Media consumption: some interesting stuff. We watched Unorthodox: I really loved it. I’ve always been fascinated by (and leery of) Orthodox Jewish culture. (I never would have lasted in it, myself, that’s for sure.) The lead actress is lovely (and she must be about four feet tall, if that). I felt very sad for her when she played piano for her new conservatory buddies and one of them just said flat-out, and accurately, ‘your playing is lovely, but you’re nowhere near ready for the convervatory’. (they do resolve that situation, sort-of, in an interesting way, and I love that they use “An die Musik” as a reference point). Anyway, recommended.
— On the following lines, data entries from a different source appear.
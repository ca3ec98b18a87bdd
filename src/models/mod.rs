mod movie;
mod tmdb;

pub use movie::{MovieCard, MovieInfo, MovieRecord, PLACEHOLDER_POSTER_URL, UNAVAILABLE};
pub use tmdb::{TmdbGenre, TmdbMovie, TmdbMovieDetails, TmdbSearchResponse, TmdbVideo, TmdbVideos};
use std::sync::Arc;

use cinematch::{
    config::Config,
    routes::{create_router, AppState},
    services::{corpus, providers::TmdbProvider, RecommendationEngine},
};
use tracing_subscriber::{fmt, prelude::*, EnvFilter};

#[tokio::main]
async fn main() -> anyhow::Result<()> {
    tracing_subscriber::registry()
        .with(fmt::layer())
        .with(EnvFilter::try_from_default_env().unwrap_or_else(|_| EnvFilter::new("info")))
        .init();

    let config = Config::from_env()?;

    // The corpus and similarity matrix are built once and shared read-only
    let records = corpus::load_corpus(&config.movies_csv, &config.credits_csv)?;
    let engine = tokio::task::spawn_blocking(move || RecommendationEngine::new(records)).await?;

    let provider = TmdbProvider::new(
        config.tmdb_api_key.clone(),
        config.tmdb_api_url.clone(),
        config.tmdb_image_url.clone(),
    );

    let state = Arc::new(AppState::new(engine, Arc::new(provider)));
    let app = create_router(state);

    let address = config.bind_address();
    let listener = tokio::net::TcpListener::bind(&address).await?;
    tracing::info!(address = %address, "Server running");
    axum::serve(listener, app).await?;

    Ok(())
}
use std::sync::Arc;

use axum::{http::StatusCode, middleware, routing::get, Json, Router};
use serde_json::{json, Value};
use tower::ServiceBuilder;
use tower_http::{cors::CorsLayer, trace::TraceLayer};

use crate::{
    middleware::request_id::{make_span_with_request_id, request_id_middleware},
    services::{providers::MetadataProvider, RecommendationEngine},
};

pub mod movies;
pub mod pages;
pub mod recommendations;

/// Notice shown when a query yields no recommendations
pub const NOT_FOUND_MESSAGE: &str = "Movie not found in database.";

/// Shared application state
///
/// The engine is built once before the server starts and is never mutated.
pub struct AppState {
    pub engine: Arc<RecommendationEngine>,
    pub metadata_provider: Arc<dyn MetadataProvider>,
}

impl AppState {
    pub fn new(engine: RecommendationEngine, metadata_provider: Arc<dyn MetadataProvider>) -> Self {
        Self {
            engine: Arc::new(engine),
            metadata_provider,
        }
    }
}

/// Creates the application router with all routes
pub fn create_router(state: Arc<AppState>) -> Router {
    Router::new()
        .route("/", get(pages::index))
        .route("/health", get(health_check))
        .nest("/api/v1", api_routes())
        .layer(
            ServiceBuilder::new()
                .layer(middleware::from_fn(request_id_middleware))
                .layer(TraceLayer::new_for_http().make_span_with(make_span_with_request_id))
                .layer(CorsLayer::permissive()),
        )
        .with_state(state)
}

/// API routes under /api/v1
fn api_routes() -> Router<Arc<AppState>> {
    Router::new()
        .route("/movies", get(movies::list))
        .route("/recommendations", get(recommendations::recommend))
}

/// Health check endpoint
async fn health_check() -> (StatusCode, Json<Value>) {
    (StatusCode::OK, Json(json!({ "status": "healthy" })))
}
pub mod config;
pub mod error;
pub mod middleware;
pub mod models;
pub mod routes;
pub mod services;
We saw a Bill Condon movie with Helen Mirren and Ian McKellan called The Good Liar, which I don’t remember getting a theatrical release. That was pretty good, and then we watched The Farewell, which is lovely. Awkwafina really is quite a nice actress.

Books: finished Death of an American Beauty, which is fantastic and the best of the series so far. Romances: “Spectred Isle” by KJ Charles (has magic and ghosts) and “Fish Out of Water” by Amy Lane (PI/lawyer thriller). I liked “Fish” so much I went straight into the sequel, “Red Fish, Dead Fish”. And a biography of Domenico Scarlatti which seems very dry and which I may give up on quickly, but it’s going to live in the bathroom, so I’ll read it in small doses.

Speaking of Scarlatti:

I love Scarlatti.

So, the piano routine right now is:

  1. Easy sightreading.
  2. A scale a day, plus an easy piece in the key of that scale.
  3. Bach invention (rotate through a different 3 each week. If a particular one is finished, substitute a Scarlatti)
  4. Big piece.

The big piece now is Haydn’s D major sonata, Hob.XVI:37. I’d done the third movement for a piano jury in college. The second movement is deceptively simple, but is so damn slow I actually had to draw lines in the score to figure out where the beats and subdivisions were to get the rhythms right. Then, as I studied it more, I realized how many finger-sustains there were (hold one finger down to sustain a note while noodling with the others, and you can’t just pedal it) and that made it very complicated. But anyway, here’s them:

And now I can get really working on the first movement, which I’ve always wanted to truly nail down. Expect that in a few weeks.